Appearing on NBC's "Meet the Press" last Sunday, O'Malley defended his record on crime, taking credit for lowering Maryland's rates of violent crime, recidivism and incarceration. He also argued the nation hasn't had a coherent urban strategy since the presidency of Jimmy Carter. He pledged to make such issues central to his own, as-yet-unannounced campaign for the Democratic presidential nomination.
"We need an agenda for American cities," O'Malley said. "We need to stop ignoring, especially, people of color and acting like they're disposable citizens in this nation."
Having his city erupt into protest and violence isn't the reason O'Malley would have chosen to appear in the national spotlight, but he hasn't done so well hustling in the early primary states. As a national candidate, he's always been a longshot.
"The bad news is that the country is paying attention to O'Malley and policing in Baltimore because now that's a negative issue," said Thomas Schaller, chairman of the political science department at the University of Maryland, Baltimore County. But the good news is that O'Malley's "name is in the news now in a way that never would have happened otherwise."
O'Malley, who Governing named a "Public Official of the Year" in 2009, was term-limited out of office this past January. In his eight years as governor, he successfully championed many pieces of liberal legislation, including same-sex marriage rights and the abolition of the death penalty. He also provided in-state tuition for undocumented students and decriminalized marijuana. The governor achieved the $10.10 hourly minimum wage that President Obama promoted. (O'Malley is now calling for $15.) And after the Newtown school shooting, Maryland was one of a handful of blue states to enact gun-control legislation, banning 45 types of semiautomatic rifles.
"It was like he had a checklist, marking off a bunch of liberal priorities," said Matthew Crenson, a retired political scientist at Johns Hopkins University.
In terms of finances, O'Malley raised the state's income tax on top earners and gas taxes, devoting substantial funding to transit.
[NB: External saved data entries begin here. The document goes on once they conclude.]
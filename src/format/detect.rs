//! Signature sniffing.
//!
//! Classifies the first bytes of a stream. This is diagnostic only: whether a
//! file is treated as a container is decided by the ZIP reader accepting it,
//! so a self-extracting stub in front of a valid archive still parses.

use std::io::{self, Read, Seek};

use super::reader::BinaryReader;

/// Kind of data recognized from leading magic bytes.
#[derive(Debug, Clone, Copy, PartialEq, Eq, Hash)]
pub enum Signature {
    /// ZIP local file header (`PK\x03\x04`).
    Zip,
    /// ZIP end-of-central-directory record at offset zero (empty archive).
    EmptyZip,
    /// Bare SQLite 3 database file.
    Sqlite,
    /// Text that looks like an XML document.
    Xml,
    /// Nothing recognized.
    Unknown,
}

impl Signature {
    /// Returns a human-readable name.
    pub fn name(&self) -> &'static str {
        match self {
            Signature::Zip => "ZIP",
            Signature::EmptyZip => "empty ZIP",
            Signature::Sqlite => "SQLite",
            Signature::Xml => "XML",
            Signature::Unknown => "unknown",
        }
    }

    /// Returns whether this looks like a ZIP archive.
    pub fn is_zip(&self) -> bool {
        matches!(self, Signature::Zip | Signature::EmptyZip)
    }
}

impl std::fmt::Display for Signature {
    fn fmt(&self, f: &mut std::fmt::Formatter<'_>) -> std::fmt::Result {
        write!(f, "{}", self.name())
    }
}

/// Known signatures, longest first so prefixes cannot shadow each other.
const SIGNATURES: &[(&[u8], Signature)] = &[
    // "SQLite format 3\0"
    (b"SQLite format 3\0", Signature::Sqlite),
    // 'P' 'K' 0x03 0x04
    (&[0x50, 0x4B, 0x03, 0x04], Signature::Zip),
    // 'P' 'K' 0x05 0x06
    (&[0x50, 0x4B, 0x05, 0x06], Signature::EmptyZip),
];

const UTF8_BOM: &[u8] = &[0xEF, 0xBB, 0xBF];

/// Bytes examined when sniffing.
const SNIFF_LEN: usize = 16;

/// Classifies a byte prefix.
pub fn classify(prefix: &[u8]) -> Signature {
    for (magic, signature) in SIGNATURES {
        if prefix.starts_with(magic) {
            return *signature;
        }
    }

    let text = prefix.strip_prefix(UTF8_BOM).unwrap_or(prefix);
    let first = text.iter().find(|b| !b.is_ascii_whitespace());
    if first == Some(&b'<') {
        return Signature::Xml;
    }

    Signature::Unknown
}

/// Sniffs the signature at the current position without consuming input.
pub fn sniff<R: Read + Seek>(reader: &mut BinaryReader<R>) -> io::Result<Signature> {
    let available = reader.remaining()?.min(SNIFF_LEN as u64) as usize;
    let prefix = reader.peek(available)?;
    Ok(classify(&prefix))
}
He inherited a deficit of $1.7 billion and increased spending significantly on both K-12 and higher education.
O'Malley could push a progressive agenda in a state that's among the nation's most Democratic. (The party enjoys a 2-to-1 edge over Republicans among registered voters in the state.) And he wasn't afraid to seek direct voter approval for his ideas, putting same-sex marriage, in-state tuition rates for so-called "Dreamers" and an expansion of gambling all on the ballot in 2012 alone. But Republicans counter that O'Malley went too far, even for Maryland.
Gov. Martin O'Malley speaks during a rally to increase Maryland's minimum wage to $10.10 an hour, which the state eventually did. (AP/Jose Luis Magana)
Last fall, the current GOP governor, Larry Hogan, beat O'Malley's lieutenant governor, Anthony Brown, in part by portraying their time in power as an era of unbridled tax-and-spend policies. Hogan complained that a stormwater management fee amounted to a "tax on rain." Not only did Hogan win, but the GOP made inroads in the legislature.
"O'Malley's legacy is the strongest Republican Party since the 1920s," Joe Cluster, the executive director of the Maryland GOP, told the Baltimore Sun as the governor was leaving office.
O'Malley's liberal record stands in contrast to the more moderate image he'd brought with him to Annapolis. He was known in his Baltimore days for expanding the use of data in measuring government performance, through the CitiStat program. He'd also been involved in the centrist Democratic Leadership Council.
Back in 2007, O'Malley was an early endorser of Hillary Clinton over Barack Obama. Now, he's seeking room to Clinton's left.
"His image as governor was much different from how he was as mayor," said Crenson, the Johns Hopkins professor. "As mayor, he was a hard-line, anti-crime politician."